# Exercise data

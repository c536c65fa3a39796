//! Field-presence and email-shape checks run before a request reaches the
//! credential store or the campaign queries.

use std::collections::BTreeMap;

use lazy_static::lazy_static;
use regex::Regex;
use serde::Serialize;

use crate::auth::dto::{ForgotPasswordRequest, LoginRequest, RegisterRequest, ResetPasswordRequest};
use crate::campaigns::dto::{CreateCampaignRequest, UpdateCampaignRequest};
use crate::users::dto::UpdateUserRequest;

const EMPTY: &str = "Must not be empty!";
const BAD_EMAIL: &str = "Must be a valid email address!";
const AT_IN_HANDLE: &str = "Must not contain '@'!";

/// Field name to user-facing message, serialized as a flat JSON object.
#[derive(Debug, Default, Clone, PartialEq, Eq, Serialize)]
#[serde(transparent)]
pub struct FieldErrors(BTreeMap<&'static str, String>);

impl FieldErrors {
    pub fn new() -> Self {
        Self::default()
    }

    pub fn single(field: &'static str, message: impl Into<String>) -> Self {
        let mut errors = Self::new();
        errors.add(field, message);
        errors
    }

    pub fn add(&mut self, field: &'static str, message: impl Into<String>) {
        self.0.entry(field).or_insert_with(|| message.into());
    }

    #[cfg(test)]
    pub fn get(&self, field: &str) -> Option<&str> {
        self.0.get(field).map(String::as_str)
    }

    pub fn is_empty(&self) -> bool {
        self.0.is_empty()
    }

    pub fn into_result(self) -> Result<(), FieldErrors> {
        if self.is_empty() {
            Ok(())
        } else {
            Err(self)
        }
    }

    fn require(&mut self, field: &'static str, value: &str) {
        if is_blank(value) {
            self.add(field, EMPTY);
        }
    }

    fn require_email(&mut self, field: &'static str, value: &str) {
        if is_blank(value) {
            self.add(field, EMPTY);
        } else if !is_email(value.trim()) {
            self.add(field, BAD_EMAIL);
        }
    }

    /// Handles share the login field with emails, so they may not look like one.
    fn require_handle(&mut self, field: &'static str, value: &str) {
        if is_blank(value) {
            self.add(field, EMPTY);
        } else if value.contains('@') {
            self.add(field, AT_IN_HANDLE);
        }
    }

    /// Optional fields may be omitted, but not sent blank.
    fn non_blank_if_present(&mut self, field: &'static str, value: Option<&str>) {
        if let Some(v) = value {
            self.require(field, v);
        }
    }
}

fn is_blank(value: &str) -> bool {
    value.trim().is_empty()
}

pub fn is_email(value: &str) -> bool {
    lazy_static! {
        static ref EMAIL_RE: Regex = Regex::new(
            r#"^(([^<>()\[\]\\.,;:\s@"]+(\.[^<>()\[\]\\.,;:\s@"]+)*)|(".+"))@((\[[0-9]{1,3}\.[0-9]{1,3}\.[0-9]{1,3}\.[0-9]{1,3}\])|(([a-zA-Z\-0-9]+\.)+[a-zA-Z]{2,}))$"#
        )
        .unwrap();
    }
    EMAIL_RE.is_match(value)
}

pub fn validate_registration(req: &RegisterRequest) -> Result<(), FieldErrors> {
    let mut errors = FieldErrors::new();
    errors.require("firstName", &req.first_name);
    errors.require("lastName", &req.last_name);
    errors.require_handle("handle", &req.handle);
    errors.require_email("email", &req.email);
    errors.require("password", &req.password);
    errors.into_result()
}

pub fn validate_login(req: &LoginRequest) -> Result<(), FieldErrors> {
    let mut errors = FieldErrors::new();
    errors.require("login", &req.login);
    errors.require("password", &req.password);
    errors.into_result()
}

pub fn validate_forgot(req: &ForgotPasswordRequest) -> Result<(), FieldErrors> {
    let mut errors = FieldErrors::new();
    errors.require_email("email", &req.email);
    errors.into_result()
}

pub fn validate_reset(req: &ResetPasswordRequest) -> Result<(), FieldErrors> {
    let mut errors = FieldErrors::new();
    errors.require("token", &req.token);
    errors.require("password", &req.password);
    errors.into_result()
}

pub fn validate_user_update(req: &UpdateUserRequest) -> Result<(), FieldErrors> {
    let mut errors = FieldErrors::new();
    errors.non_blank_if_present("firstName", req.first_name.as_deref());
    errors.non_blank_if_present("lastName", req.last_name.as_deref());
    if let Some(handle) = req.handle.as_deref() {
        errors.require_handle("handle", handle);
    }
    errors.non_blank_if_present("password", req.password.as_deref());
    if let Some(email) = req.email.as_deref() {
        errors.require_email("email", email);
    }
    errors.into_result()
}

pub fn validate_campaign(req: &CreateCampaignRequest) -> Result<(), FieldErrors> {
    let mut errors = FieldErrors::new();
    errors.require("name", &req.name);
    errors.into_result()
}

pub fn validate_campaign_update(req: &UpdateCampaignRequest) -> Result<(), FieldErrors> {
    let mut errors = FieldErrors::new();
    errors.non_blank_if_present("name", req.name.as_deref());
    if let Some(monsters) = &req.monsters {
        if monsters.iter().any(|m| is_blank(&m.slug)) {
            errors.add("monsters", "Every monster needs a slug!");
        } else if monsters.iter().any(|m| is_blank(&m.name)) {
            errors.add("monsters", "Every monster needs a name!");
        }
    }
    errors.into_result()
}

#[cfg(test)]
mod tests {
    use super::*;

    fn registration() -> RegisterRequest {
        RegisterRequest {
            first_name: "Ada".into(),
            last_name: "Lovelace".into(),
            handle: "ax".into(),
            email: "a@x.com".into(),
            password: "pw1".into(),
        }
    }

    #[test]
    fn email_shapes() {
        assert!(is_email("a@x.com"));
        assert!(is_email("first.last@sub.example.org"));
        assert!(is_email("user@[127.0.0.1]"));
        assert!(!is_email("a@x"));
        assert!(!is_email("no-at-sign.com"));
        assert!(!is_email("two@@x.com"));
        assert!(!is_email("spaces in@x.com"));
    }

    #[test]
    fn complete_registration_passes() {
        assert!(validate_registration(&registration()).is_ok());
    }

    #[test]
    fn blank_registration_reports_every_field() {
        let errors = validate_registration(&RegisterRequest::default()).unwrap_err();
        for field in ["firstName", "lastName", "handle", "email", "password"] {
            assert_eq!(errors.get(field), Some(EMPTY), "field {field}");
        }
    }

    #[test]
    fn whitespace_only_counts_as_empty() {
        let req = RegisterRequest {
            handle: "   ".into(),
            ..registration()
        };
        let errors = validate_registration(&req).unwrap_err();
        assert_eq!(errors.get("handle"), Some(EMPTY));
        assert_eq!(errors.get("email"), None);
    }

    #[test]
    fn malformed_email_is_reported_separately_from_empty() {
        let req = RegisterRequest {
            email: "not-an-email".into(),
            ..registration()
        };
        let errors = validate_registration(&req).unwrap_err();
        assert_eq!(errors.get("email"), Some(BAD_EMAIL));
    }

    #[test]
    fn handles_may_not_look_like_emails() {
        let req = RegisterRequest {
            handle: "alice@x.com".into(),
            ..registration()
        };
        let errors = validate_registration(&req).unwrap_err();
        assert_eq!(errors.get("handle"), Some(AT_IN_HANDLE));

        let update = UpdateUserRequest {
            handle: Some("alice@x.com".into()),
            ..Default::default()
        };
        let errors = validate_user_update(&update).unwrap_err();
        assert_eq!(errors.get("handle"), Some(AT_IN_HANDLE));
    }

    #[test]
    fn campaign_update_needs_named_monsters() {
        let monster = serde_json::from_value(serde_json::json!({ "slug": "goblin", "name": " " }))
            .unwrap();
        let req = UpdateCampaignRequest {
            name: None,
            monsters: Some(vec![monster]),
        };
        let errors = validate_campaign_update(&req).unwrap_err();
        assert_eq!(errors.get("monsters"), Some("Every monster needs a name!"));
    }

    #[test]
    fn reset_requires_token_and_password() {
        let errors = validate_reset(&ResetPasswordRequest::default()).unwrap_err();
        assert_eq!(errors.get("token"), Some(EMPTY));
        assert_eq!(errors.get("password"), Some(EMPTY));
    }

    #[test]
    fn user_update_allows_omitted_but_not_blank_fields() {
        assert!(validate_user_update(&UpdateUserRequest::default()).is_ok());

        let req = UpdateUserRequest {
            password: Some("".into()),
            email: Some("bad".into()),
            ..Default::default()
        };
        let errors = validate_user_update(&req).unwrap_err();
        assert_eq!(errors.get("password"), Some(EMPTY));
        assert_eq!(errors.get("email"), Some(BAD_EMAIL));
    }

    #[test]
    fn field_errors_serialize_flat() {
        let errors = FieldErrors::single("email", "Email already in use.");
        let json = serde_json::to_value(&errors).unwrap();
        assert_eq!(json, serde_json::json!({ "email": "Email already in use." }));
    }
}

# Problem
Copy every line of the entries in which "CreateCampaignRequest" can be found.

# Answer space
use crate::campaigns::dto::{CreateCampaignRequest, UpdateCampaignRequest};
pub fn validate_campaign(req: &CreateCampaignRequest) -> Result<(), FieldErrors> {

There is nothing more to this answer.